On the other hand, in light of these events, it is only fair that Greg be willing and available to have one cup of tea–if not more–with his naysayers as well. If Greg is unwilling or unable, then the court of public opinion may not be very understanding.

Mortenson absolutely must sit down with his critics, or at least other popular publications, and directly respond to the accusations. Again, I’d focus on Krakauer’s essay because it provides the most evidence.

Also from Darsney’s email:

Yes, I did say to Jon Krakauer that Greg didn’t go to Korphe until 1994. However, on our way out, Greg got lost a second time somewhere between the Biafo glacier region and Askole. About half a day later, Greg finally showed up in Askole saying he’d made a major wrong turn. He’d ended up in a village on the wrong side of the Braldu River. It’s certainly plausible that this was Korphe.

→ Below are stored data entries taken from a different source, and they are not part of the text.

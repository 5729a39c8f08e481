//! Error kinds surfaced by the guard and their HTTP mapping.
//!
//! Every rejection carries a generic message in the response body. The
//! precise cause is only written to the server log.

use std::time::Duration;

use axum::{
    http::{header, HeaderValue, StatusCode},
    response::{IntoResponse, Response},
    Json,
};
use serde_json::json;
use thiserror::Error;

use crate::store::PersistenceError;

/// Errors produced by token validation, rate limiting and lockout.
#[derive(Debug, Error)]
pub enum GuardError {
    #[error("token is malformed")]
    TokenMalformed,

    #[error("token signature is invalid")]
    TokenSignatureInvalid,

    #[error("token algorithm '{0}' is not accepted")]
    TokenAlgorithmRejected(String),

    #[error("token expired")]
    TokenExpired,

    #[error("token is not yet valid")]
    TokenNotYetValid,

    #[error("token audience mismatch")]
    TokenAudienceMismatch,

    #[error("token issuer mismatch")]
    TokenIssuerMismatch,

    #[error("token revoked")]
    TokenRevoked,

    #[error("refresh token not found")]
    RefreshTokenNotFound,

    #[error("refresh token revoked")]
    RefreshTokenRevoked,

    #[error("refresh token expired")]
    RefreshTokenExpired,

    #[error("rate limited, retry after {0:?}")]
    RateLimited(Duration),

    #[error("account locked, retry after {0:?}")]
    AccountLocked(Duration),

    #[error("missing bearer credentials")]
    MissingCredentials,

    #[error("invalid credentials")]
    InvalidCredentials,

    #[error("caller lacks the required role")]
    Forbidden,

    #[error("persistence unavailable: {0}")]
    PersistenceUnavailable(#[from] PersistenceError),

    #[error("OTP delivery failed: {0}")]
    OtpDeliveryFailed(String),

    #[error("configuration missing: {0}")]
    ConfigurationMissing(&'static str),

    #[error("configuration invalid: {0}")]
    ConfigurationInvalid(String),

    #[error("token encoding failed: {0}")]
    TokenEncoding(String),
}

/// Result type for guard operations.
pub type GuardResult<T> = Result<T, GuardError>;

/// Whole seconds a client should wait, rounded up, never below one.
pub fn retry_after_secs(wait: Duration) -> u64 {
    let secs = wait.as_secs() + u64::from(wait.subsec_nanos() > 0);
    secs.max(1)
}

impl GuardError {
    /// HTTP status for this error.
    pub fn status(&self) -> StatusCode {
        match self {
            Self::RateLimited(_) | Self::AccountLocked(_) => StatusCode::TOO_MANY_REQUESTS,
            Self::Forbidden => StatusCode::FORBIDDEN,
            Self::PersistenceUnavailable(_) | Self::OtpDeliveryFailed(_) => {
                StatusCode::SERVICE_UNAVAILABLE
            }
            Self::ConfigurationMissing(_)
            | Self::ConfigurationInvalid(_)
            | Self::TokenEncoding(_) => StatusCode::INTERNAL_SERVER_ERROR,
            _ => StatusCode::UNAUTHORIZED,
        }
    }

    /// Wait hint for rate-limit and lockout rejections.
    pub fn retry_after(&self) -> Option<Duration> {
        match self {
            Self::RateLimited(wait) | Self::AccountLocked(wait) => Some(*wait),
            _ => None,
        }
    }

    /// Short label used for logs and metrics.
    pub fn reason(&self) -> &'static str {
        match self {
            Self::TokenMalformed => "malformed",
            Self::TokenSignatureInvalid => "signature",
            Self::TokenAlgorithmRejected(_) => "algorithm",
            Self::TokenExpired => "expired",
            Self::TokenNotYetValid => "not_yet_valid",
            Self::TokenAudienceMismatch => "audience",
            Self::TokenIssuerMismatch => "issuer",
            Self::TokenRevoked => "revoked",
            Self::RefreshTokenNotFound => "refresh_not_found",
            Self::RefreshTokenRevoked => "refresh_revoked",
            Self::RefreshTokenExpired => "refresh_expired",
            Self::RateLimited(_) => "rate_limited",
            Self::AccountLocked(_) => "account_locked",
            Self::MissingCredentials => "missing_credentials",
            Self::InvalidCredentials => "invalid_credentials",
            Self::Forbidden => "forbidden",
            Self::PersistenceUnavailable(_) => "persistence",
            Self::OtpDeliveryFailed(_) => "otp_delivery",
            Self::ConfigurationMissing(_) | Self::ConfigurationInvalid(_) => "configuration",
            Self::TokenEncoding(_) => "encoding",
        }
    }

    fn public_message(&self) -> &'static str {
        match self {
            Self::MissingCredentials => "Authentication required",
            Self::RateLimited(_) => "Too many requests, please try again later",
            Self::AccountLocked(_) => "Account temporarily locked, please try again later",
            Self::Forbidden => "Access denied",
            Self::PersistenceUnavailable(_) | Self::OtpDeliveryFailed(_) => {
                "Service temporarily unavailable"
            }
            Self::ConfigurationMissing(_)
            | Self::ConfigurationInvalid(_)
            | Self::TokenEncoding(_) => "Internal server error",
            _ => "Invalid or expired credentials",
        }
    }
}

impl IntoResponse for GuardError {
    fn into_response(self) -> Response {
        let status = self.status();
        if status.is_server_error() {
            tracing::error!(error = %self, status = %status, "Request failed");
        } else {
            tracing::debug!(reason = self.reason(), error = %self, status = %status, "Request rejected");
        }

        let message = self.public_message();
        let wait = self.retry_after().map(retry_after_secs);
        let body = match wait {
            Some(secs) => json!({
                "success": false,
                "message": message,
                "data": { "retry_after_seconds": secs },
            }),
            None => json!({ "success": false, "message": message }),
        };

        let mut response = (status, Json(body)).into_response();
        if let Some(secs) = wait {
            response
                .headers_mut()
                .insert(header::RETRY_AFTER, HeaderValue::from(secs));
        }
        response
    }
}

#[cfg(test)]
mod tests {
    use super::*;

    #[test]
    fn test_retry_after_rounds_up() {
        assert_eq!(retry_after_secs(Duration::from_millis(1)), 1);
        assert_eq!(retry_after_secs(Duration::ZERO), 1);
        assert_eq!(retry_after_secs(Duration::from_millis(59_001)), 60);
        assert_eq!(retry_after_secs(Duration::from_secs(300)), 300);
    }

    #[test]
    fn test_status_mapping() {
        assert_eq!(GuardError::TokenRevoked.status(), StatusCode::UNAUTHORIZED);
        assert_eq!(GuardError::Forbidden.status(), StatusCode::FORBIDDEN);
        assert_eq!(
            GuardError::RateLimited(Duration::from_secs(5)).status(),
            StatusCode::TOO_MANY_REQUESTS
        );
        assert_eq!(
            GuardError::PersistenceUnavailable(PersistenceError::Unavailable("down".into())).status(),
            StatusCode::SERVICE_UNAVAILABLE
        );
        assert_eq!(
            GuardError::ConfigurationMissing("tokens.secret").status(),
            StatusCode::INTERNAL_SERVER_ERROR
        );
    }

    #[tokio::test]
    async fn test_rate_limited_response_shape() {
        let response = GuardError::RateLimited(Duration::from_secs(60)).into_response();
        assert_eq!(response.status(), StatusCode::TOO_MANY_REQUESTS);
        assert_eq!(response.headers().get(header::RETRY_AFTER).unwrap(), "60");

        let bytes = axum::body::to_bytes(response.into_body(), usize::MAX).await.unwrap();
        let body: serde_json::Value = serde_json::from_slice(&bytes).unwrap();
        assert_eq!(body["success"], false);
        assert_eq!(body["data"]["retry_after_seconds"], 60);
    }

    #[tokio::test]
    async fn test_internal_detail_not_leaked() {
        let response = GuardError::TokenAlgorithmRejected("none".into()).into_response();
        let bytes = axum::body::to_bytes(response.into_body(), usize::MAX).await.unwrap();
        let text = String::from_utf8(bytes.to_vec()).unwrap();
        assert!(!text.contains("none"));
        assert!(!text.contains("algorithm"));
        assert!(!text.contains("data"));
    }
}
//! Per-IP rate limiting for anonymous traffic.
//!
//! Two categories share one sliding window map: the auth subtree gets its own
//! key (`ip:auth:<addr>`) and a stricter limit. There is no escalation at
//! this layer; a limited IP recovers as soon as its oldest event ages out.

use std::net::IpAddr;
use std::sync::Arc;
use std::time::Duration;

use arc_swap::ArcSwap;

use crate::config::IpRateLimitConfig;
use crate::lifecycle::sweeper::Sweep;
use crate::security::headers::{RateLimitOutcome, RateLimitStatus};
use crate::security::path_under;
use crate::security::window::{SlidingWindow, WindowDecision};

pub struct IpRateLimiter {
    config: ArcSwap<IpRateLimitConfig>,
    window: SlidingWindow,
}

impl IpRateLimiter {
    pub fn new(config: IpRateLimitConfig) -> Self {
        Self {
            config: ArcSwap::from_pointee(config),
            window: SlidingWindow::new(),
        }
    }

    /// Swap in new limits. Existing windows are kept.
    pub fn reconfigure(&self, config: IpRateLimitConfig) {
        self.config.store(Arc::new(config));
    }

    pub fn is_enabled(&self) -> bool {
        self.config.load().enabled
    }

    /// Count a request from `ip` to `path` against its category window.
    pub fn check(&self, ip: IpAddr, path: &str) -> RateLimitOutcome {
        let config = self.config.load();
        if !config.enabled {
            return RateLimitOutcome::Bypassed;
        }

        let (key, limit) = if path_under(path, &config.auth_path_prefix) {
            (format!("ip:auth:{ip}"), config.auth_requests_per_window)
        } else {
            (format!("ip:{ip}"), config.requests_per_window)
        };
        let window = Duration::from_secs(config.window_secs);

        match self.window.try_acquire(&key, limit, window) {
            WindowDecision::Admitted { remaining } => {
                RateLimitOutcome::Allowed(RateLimitStatus { limit, remaining })
            }
            WindowDecision::Rejected { retry_after } => RateLimitOutcome::Limited {
                status: RateLimitStatus { limit, remaining: 0 },
                retry_after,
                penalty_level: None,
            },
        }
    }

    pub fn tracked_keys(&self) -> usize {
        self.window.len()
    }
}

impl Sweep for IpRateLimiter {
    fn name(&self) -> &'static str {
        "ip_rate_limit"
    }

    fn sweep(&self) -> usize {
        let window = Duration::from_secs(self.config.load().window_secs);
        self.window.sweep(window)
    }
}

#[cfg(test)]
mod tests {
    use super::*;

    fn limiter(general: u32, auth: u32) -> IpRateLimiter {
        IpRateLimiter::new(IpRateLimitConfig {
            requests_per_window: general,
            auth_requests_per_window: auth,
            ..IpRateLimitConfig::default()
        })
    }

    fn ip(s: &str) -> IpAddr {
        s.parse().unwrap()
    }

    #[tokio::test(start_paused = true)]
    async fn test_auth_subtree_has_its_own_limit() {
        let limiter = limiter(5, 2);
        let client = ip("203.0.113.7");

        assert!(!limiter.check(client, "/api/auth/login").is_limited());
        assert!(!limiter.check(client, "/api/auth/otp/send").is_limited());
        assert!(limiter.check(client, "/api/auth/login").is_limited());

        // General traffic is counted separately.
        assert_eq!(
            limiter.check(client, "/api/products"),
            RateLimitOutcome::Allowed(RateLimitStatus { limit: 5, remaining: 4 })
        );
    }

    #[tokio::test(start_paused = true)]
    async fn test_retry_after_without_escalation() {
        let limiter = limiter(1, 1);
        let client = ip("198.51.100.1");
        limiter.check(client, "/");
        tokio::time::advance(Duration::from_secs(15)).await;

        let outcome = limiter.check(client, "/");
        assert_eq!(outcome.retry_after(), Some(Duration::from_secs(45)));
        assert_eq!(outcome.status(), Some(RateLimitStatus { limit: 1, remaining: 0 }));

        tokio::time::advance(Duration::from_secs(45)).await;
        assert!(!limiter.check(client, "/").is_limited());
    }

    #[tokio::test(start_paused = true)]
    async fn test_prefix_is_matched_on_segment_boundary() {
        let limiter = limiter(3, 1);
        let client = ip("198.51.100.2");
        limiter.check(client, "/api/auth");
        assert!(limiter.check(client, "/api/auth/").is_limited());
        assert!(!limiter.check(client, "/api/authority").is_limited());
    }

    #[tokio::test(start_paused = true)]
    async fn test_reconfigure_and_disable() {
        let limiter = limiter(1, 1);
        let client = ip("198.51.100.3");
        limiter.check(client, "/");
        assert!(limiter.check(client, "/").is_limited());

        limiter.reconfigure(IpRateLimitConfig {
            requests_per_window: 10,
            ..IpRateLimitConfig::default()
        });
        assert!(!limiter.check(client, "/").is_limited());

        limiter.reconfigure(IpRateLimitConfig {
            enabled: false,
            ..IpRateLimitConfig::default()
        });
        assert_eq!(limiter.check(client, "/"), RateLimitOutcome::Bypassed);
    }

    #[tokio::test(start_paused = true)]
    async fn test_sweep_bounds_key_space() {
        let limiter = limiter(10, 10);
        for n in 0..20u8 {
            limiter.check(IpAddr::from([10, 0, 0, n]), "/");
        }
        assert_eq!(limiter.tracked_keys(), 20);
        tokio::time::advance(Duration::from_secs(61)).await;
        assert_eq!(limiter.sweep(), 20);
        assert_eq!(limiter.tracked_keys(), 0);
    }
}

It is quite strange that Darsney would tell Krakauer with such certitude that Mortenson had not even heard of Korphe until 1994, and then insist in this email that it’s possible, or plausible anyway, he may have ended up there before they met him in Askole. I can’t help but to think, however, that in the moment Darsney told Krakauer this, that Darsney was relying on other encounters, perhaps future ones with Mortenson, that betrayed that he was unaware of the village Korphe until Mortenson went there in 1994. Hopefully, time and more honesty will tell…

One more interesting quote from Darsney’s email:

If you are a stickler for minutiae, strict detail, and exact accountability, all of this may be troubling for you, and perhaps some extra oversight and introspection will be good and welcomed by Greg and the Central Asia Institute.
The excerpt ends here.